Je m’appelais Abdul Jamil. Je suis né
à six kilomètres de la frontière pakistanaise, sur un plateau sans
arbres. Mon village survivait autour d’un puits capricieux, à
l’eau noire, vomitive d’une terre ingrate. Quel fou, quel
illuminé avait donc décidé qu’ici vivraient un jour des hommes
de foi, de rien, d’horizons pourpres ? Au revers du
basculement d’une colline de poussière, on change de pays, mais
pas de peuple. Nous sommes tous des Pachtounes. Entre Waziris,
Kharotis et Sulaimankhels, nous nous faisions la guerre tribale, nous
nous faisons toujours la guerre. Mais pour une femme, un mur, un
chien, une chèvre. La guerre, celle qui est venue, s’est emparée
de nos rêves, et a pris le reste. Mes oncles sont partis les
premiers, et ont franchi le poste-frontière d’Angoor Adda. Ils
donnent encore des nouvelles. Ils ont traversé le Waziristan. Ils
sont descendus à la grande ville.
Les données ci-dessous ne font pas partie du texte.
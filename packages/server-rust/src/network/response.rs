//! Mapping from use-case results to HTTP responses.

use axum::response::{IntoResponse, Response};
use axum::Json;
use backbone_core::{AppStatus, UseCaseResult};
use http::StatusCode;
use serde::Serialize;

/// Fixed application-status to HTTP-status table.
#[must_use]
pub const fn http_status(status: AppStatus) -> StatusCode {
    match status {
        AppStatus::Success | AppStatus::Updated => StatusCode::OK,
        AppStatus::Created => StatusCode::CREATED,
        AppStatus::PartialContent => StatusCode::PARTIAL_CONTENT,
        AppStatus::InvalidInput => StatusCode::BAD_REQUEST,
        AppStatus::Unauthorized => StatusCode::UNAUTHORIZED,
        AppStatus::NotFound => StatusCode::NOT_FOUND,
        AppStatus::Conflict => StatusCode::CONFLICT,
        AppStatus::TooManyRequests => StatusCode::TOO_MANY_REQUESTS,
        AppStatus::InternalError => StatusCode::INTERNAL_SERVER_ERROR,
        AppStatus::NotImplemented => StatusCode::NOT_IMPLEMENTED,
        AppStatus::ProviderError => StatusCode::BAD_GATEWAY,
    }
}

#[derive(Debug, Serialize)]
struct DataBody<T> {
    data: T,
    details: Option<String>,
}

#[derive(Debug, Serialize)]
struct ErrorBody {
    details: String,
}

/// Axum response wrapper for a [`UseCaseResult`].
///
/// - success with data: `{"data": .., "details": ..}`
/// - failure: `{"details": <error message>}`
/// - success without data: empty body
/// - non-terminal result: 500
#[derive(Debug)]
pub struct ApiResponse<T>(pub UseCaseResult<T>);

impl<T> From<UseCaseResult<T>> for ApiResponse<T> {
    fn from(result: UseCaseResult<T>) -> Self {
        Self(result)
    }
}

impl<T: Serialize> IntoResponse for ApiResponse<T> {
    fn into_response(self) -> Response {
        let result = self.0;
        let Some(status) = result.status() else {
            return (
                StatusCode::INTERNAL_SERVER_ERROR,
                Json(ErrorBody {
                    details: "use case produced no result".to_string(),
                }),
            )
                .into_response();
        };
        let code = http_status(status);

        if let Some(err) = result.error() {
            return (
                code,
                Json(ErrorBody {
                    details: err.message.clone(),
                }),
            )
                .into_response();
        }

        let details = result.details().map(str::to_owned);
        match result.into_data() {
            Some(data) => (code, Json(DataBody { data, details })).into_response(),
            None => code.into_response(),
        }
    }
}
Ils font les fiers à Karachi, se
sont mariés avec des jeunes femmes aux jambes plus longues que les
filles Ghilji de chez moi. Mon vieux père est resté. Ma mère,
Aliah, n’a pas survécu à un virus violent, dénommé la grippe,
portée par les envahisseurs, les occupants, comment donc les
nommer ? Ces bâtards roux, blonds, ou bien noirs, gras, oui,
adipeux, qui portent des gants lorsqu’ils nous serrent la main. Les
deux concubines de mon vieux père m’ont toujours détesté. Je
suis devenu leur chose. Qui porte, creuse, court, nettoie, cherche
jusqu’à l’aurore les animaux égarés, et donne son dos à des
flagellations brèves, mais épineuses. J’ai attendu avant de fuir.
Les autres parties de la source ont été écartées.